Task statement: Scan the listing below for the word "static" and state how many lines hold it. Write nothing but the number.

Record excerpts:
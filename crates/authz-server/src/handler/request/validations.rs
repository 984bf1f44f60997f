//! Request validation utilities.

use std::sync::LazyLock;

use jiff::civil::Date;
use regex::Regex;
use validator::ValidationError;

/// Weights of the first checksum pass over the first ten digits.
const PIC_WEIGHTS_FIRST: [u32; 10] = [1, 2, 3, 4, 5, 6, 7, 8, 9, 1];
/// Weights of the second pass, used when the first yields 10.
const PIC_WEIGHTS_SECOND: [u32; 10] = [3, 4, 5, 6, 7, 8, 9, 1, 2, 3];

/// Digits with optional spaces or dashes and a leading `+`, e.g. `+372 5555 1234`.
static PHONE_NUMBER: LazyLock<Regex> = LazyLock::new(|| {
    Regex::new(r"^\+?[0-9][0-9 \-]{4,18}[0-9]$").expect("phone number pattern is a valid regex")
});

pub fn validation_error(code: &'static str, message: &str) -> ValidationError {
    let mut error = ValidationError::new(code);
    error.message = Some(message.to_string().into());
    error
}

/// Returns whether `code` is a well-formed Estonian personal identification code.
///
/// The code is `GYYMMDDSSSC`: a century and gender digit, the birth date, a
/// serial number and a modulo-11 check digit.
pub fn is_valid_personal_identification_code(code: &str) -> bool {
    if code.len() != 11 || !code.bytes().all(|b| b.is_ascii_digit()) {
        return false;
    }

    let digits: Vec<u32> = code.bytes().map(|b| u32::from(b - b'0')).collect();

    let century = match digits[0] {
        1 | 2 => 1800,
        3 | 4 => 1900,
        5 | 6 => 2000,
        7 | 8 => 2100,
        _ => return false,
    };

    let year = century + (digits[1] * 10 + digits[2]) as i16;
    let month = (digits[3] * 10 + digits[4]) as i8;
    let day = (digits[5] * 10 + digits[6]) as i8;
    if Date::new(year, month, day).is_err() {
        return false;
    }

    checksum(&digits) == digits[10]
}

fn checksum(digits: &[u32]) -> u32 {
    let weighted = |weights: &[u32; 10]| -> u32 {
        digits
            .iter()
            .zip(weights)
            .map(|(digit, weight)| digit * weight)
            .sum::<u32>()
            % 11
    };

    match weighted(&PIC_WEIGHTS_FIRST) {
        10 => match weighted(&PIC_WEIGHTS_SECOND) {
            10 => 0,
            check => check,
        },
        check => check,
    }
}

pub fn validate_personal_identification_code(code: &str) -> Result<(), ValidationError> {
    if is_valid_personal_identification_code(code) {
        return Ok(());
    }

    Err(validation_error(
        "invalid_personal_identification_code",
        "Personal identification code is not valid",
    ))
}

pub fn validate_not_blank(value: &str) -> Result<(), ValidationError> {
    if value.trim().is_empty() {
        return Err(validation_error("blank", "Value must not be blank"));
    }
    Ok(())
}

/// Blank values pass; they are normalized to no phone number.
pub fn validate_phone_number(value: &str) -> Result<(), ValidationError> {
    let value = value.trim();
    if value.is_empty() || PHONE_NUMBER.is_match(value) {
        return Ok(());
    }
    Err(validation_error("phone", "Phone number may contain digits, spaces, dashes and a leading +"))
}

/// Trims a string and drops it when nothing remains.
pub fn normalize_optional(value: Option<String>) -> Option<String> {
    value
        .map(|value| value.trim().to_owned())
        .filter(|value| !value.is_empty())
}

#[cfg(test)]
mod tests {
    use super::*;

    #[test]
    fn accepts_valid_codes() {
        assert!(is_valid_personal_identification_code("37605030299"));
        assert!(is_valid_personal_identification_code("49403136526"));
    }

    #[test]
    fn rejects_wrong_check_digit() {
        assert!(!is_valid_personal_identification_code("37605030291"));
    }

    #[test]
    fn rejects_malformed_codes() {
        assert!(!is_valid_personal_identification_code(""));
        assert!(!is_valid_personal_identification_code("3760503029"));
        assert!(!is_valid_personal_identification_code("3760503029a"));
        assert!(!is_valid_personal_identification_code("97605030299"));
    }

    #[test]
    fn rejects_impossible_birth_date() {
        // 1976-02-30
        assert!(!is_valid_personal_identification_code("37602300299"));
    }

    #[test]
    fn validator_wrapper_reports_code() {
        let error = validate_personal_identification_code("37605030291").unwrap_err();
        assert_eq!(error.code, "invalid_personal_identification_code");
        assert!(validate_personal_identification_code("37605030299").is_ok());
    }

    #[test]
    fn phone_numbers() {
        assert!(validate_phone_number("+372 5555 1234").is_ok());
        assert!(validate_phone_number("5555-1234").is_ok());
        assert!(validate_phone_number(" 55551234 ").is_ok());
        assert!(validate_phone_number("  ").is_ok());
        assert!(validate_phone_number("call me").is_err());
        assert!(validate_phone_number("+3").is_err());
    }

    #[test]
    fn blank_and_optional_helpers() {
        assert!(validate_not_blank("  ").is_err());
        assert!(validate_not_blank("Mari").is_ok());
        assert_eq!(normalize_optional(Some("  ".to_owned())), None);
        assert_eq!(
            normalize_optional(Some(" +372 5555 ".to_owned())),
            Some("+372 5555".to_owned())
        );
    }
}
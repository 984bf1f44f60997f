//! Pooled PostgreSQL client and embedded migrations.

mod hooks;
mod migrations;
mod pg_client;
mod pg_config;

use deadpool::managed::{Object, Pool};
use diesel_async::AsyncPgConnection;
use diesel_async::pooled_connection::AsyncDieselConnectionManager;
pub use migrations::{MigrationReport, PgClientExt};
pub use pg_client::{PgClient, PgConn, PgPoolStatus};
pub use pg_config::PgConfig;

type ConnectionManager = AsyncDieselConnectionManager<AsyncPgConnection>;

pub(crate) type ConnectionPool = Pool<ConnectionManager>;

/// A connection checked out of the pool; it returns to the pool on drop.
pub type PooledConnection = Object<ConnectionManager>;
use std::time::Duration;

use async_nats::jetstream::{self, stream};

use super::AuditLogEvent;
use crate::{Error, Result, TRACING_TARGET_STREAM};

/// JetStream stream holding audit events.
pub const AUDIT_STREAM_NAME: &str = "AUDIT_LOGS";

/// Events are published on `audit.<EVENT_TYPE>`.
pub const AUDIT_SUBJECT_PREFIX: &str = "audit";

const AUDIT_RETENTION: Duration = Duration::from_secs(90 * 24 * 60 * 60);

fn stream_config() -> stream::Config {
    stream::Config {
        name: AUDIT_STREAM_NAME.to_owned(),
        description: Some("Mutations made through the authorization service".to_owned()),
        subjects: vec![format!("{AUDIT_SUBJECT_PREFIX}.>")],
        max_age: AUDIT_RETENTION,
        ..Default::default()
    }
}

/// Writes [`AuditLogEvent`]s to the [`AUDIT_STREAM_NAME`] stream.
#[derive(Debug, Clone)]
pub struct AuditLogPublisher {
    jetstream: jetstream::Context,
}

impl AuditLogPublisher {
    /// Binds to the audit stream, creating it when it does not exist yet.
    pub async fn new(jetstream: &jetstream::Context) -> Result<Self> {
        let stream = jetstream
            .get_or_create_stream(stream_config())
            .await
            .map_err(|e| Error::Stream {
                stream: AUDIT_STREAM_NAME,
                reason: e.to_string(),
            })?;

        tracing::debug!(
            target: TRACING_TARGET_STREAM,
            stream = AUDIT_STREAM_NAME,
            subjects = ?stream.cached_info().config.subjects,
            "audit stream ready"
        );

        Ok(Self {
            jetstream: jetstream.clone(),
        })
    }

    /// Publishes `event` and waits until the server has stored it.
    pub async fn publish(&self, event: &AuditLogEvent) -> Result<()> {
        let subject = event.subject();
        let payload = serde_json::to_vec(event)?;
        let size = payload.len();

        let failed = |e: &dyn std::fmt::Display| Error::Publish {
            subject: subject.clone(),
            reason: e.to_string(),
        };
        let ack = self
            .jetstream
            .publish(subject.clone(), payload.into())
            .await
            .map_err(|e| failed(&e))?;
        ack.await.map_err(|e| failed(&e))?;

        tracing::debug!(
            target: TRACING_TARGET_STREAM,
            event_id = %event.id,
            %subject,
            size,
            "audit event stored"
        );
        Ok(())
    }
}

#[cfg(test)]
mod tests {
    use super::*;

    #[test]
    fn stream_covers_every_audit_subject() {
        let config = stream_config();
        assert_eq!(config.name, AUDIT_STREAM_NAME);
        assert_eq!(config.subjects, ["audit.>"]);
        assert_eq!(config.max_age, Duration::from_secs(7_776_000));
    }
}
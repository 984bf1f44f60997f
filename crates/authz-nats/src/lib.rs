#![forbid(unsafe_code)]
#![cfg_attr(docsrs, feature(doc_cfg))]
#![doc = include_str!("../README.md")]

/// Tracing target for connection setup and state changes.
pub const TRACING_TARGET_CONNECTION: &str = "authz_nats::connection";

/// Tracing target for JetStream stream and publish operations.
pub const TRACING_TARGET_STREAM: &str = "authz_nats::stream";

pub mod audit;
mod client;
mod error;

pub use client::{NatsClient, NatsConfig};
pub use error::{Error, Result};
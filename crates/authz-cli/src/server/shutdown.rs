use std::future::pending;

use tokio::signal::ctrl_c;

use crate::TRACING_TARGET_SERVER_SHUTDOWN;

/// Waits for a signal; a handler that cannot be installed never fires.
async fn wait_for(name: &'static str, signal: impl Future<Output = std::io::Result<()>>) {
    if let Err(error) = signal.await {
        tracing::error!(
            target: TRACING_TARGET_SERVER_SHUTDOWN,
            signal = name,
            %error,
            "cannot listen for signal"
        );
        pending::<()>().await;
    }
}

#[cfg(unix)]
async fn terminate() -> std::io::Result<()> {
    use tokio::signal::unix::{SignalKind, signal};

    signal(SignalKind::terminate())?.recv().await;
    Ok(())
}

#[cfg(not(unix))]
async fn terminate() -> std::io::Result<()> {
    pending().await
}

/// Resolves on the first SIGINT or SIGTERM.
pub(super) async fn shutdown_signal() {
    let received = tokio::select! {
        () = wait_for("SIGINT", ctrl_c()) => "SIGINT",
        () = wait_for("SIGTERM", terminate()) => "SIGTERM",
    };

    tracing::info!(
        target: TRACING_TARGET_SERVER_SHUTDOWN,
        signal = received,
        "draining in-flight requests"
    );
}
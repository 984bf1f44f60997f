//! Pagination types for list queries.

mod offset;

pub use offset::{MAX_LIMIT, OffsetPage, OffsetPagination};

Answer to this exercise: 3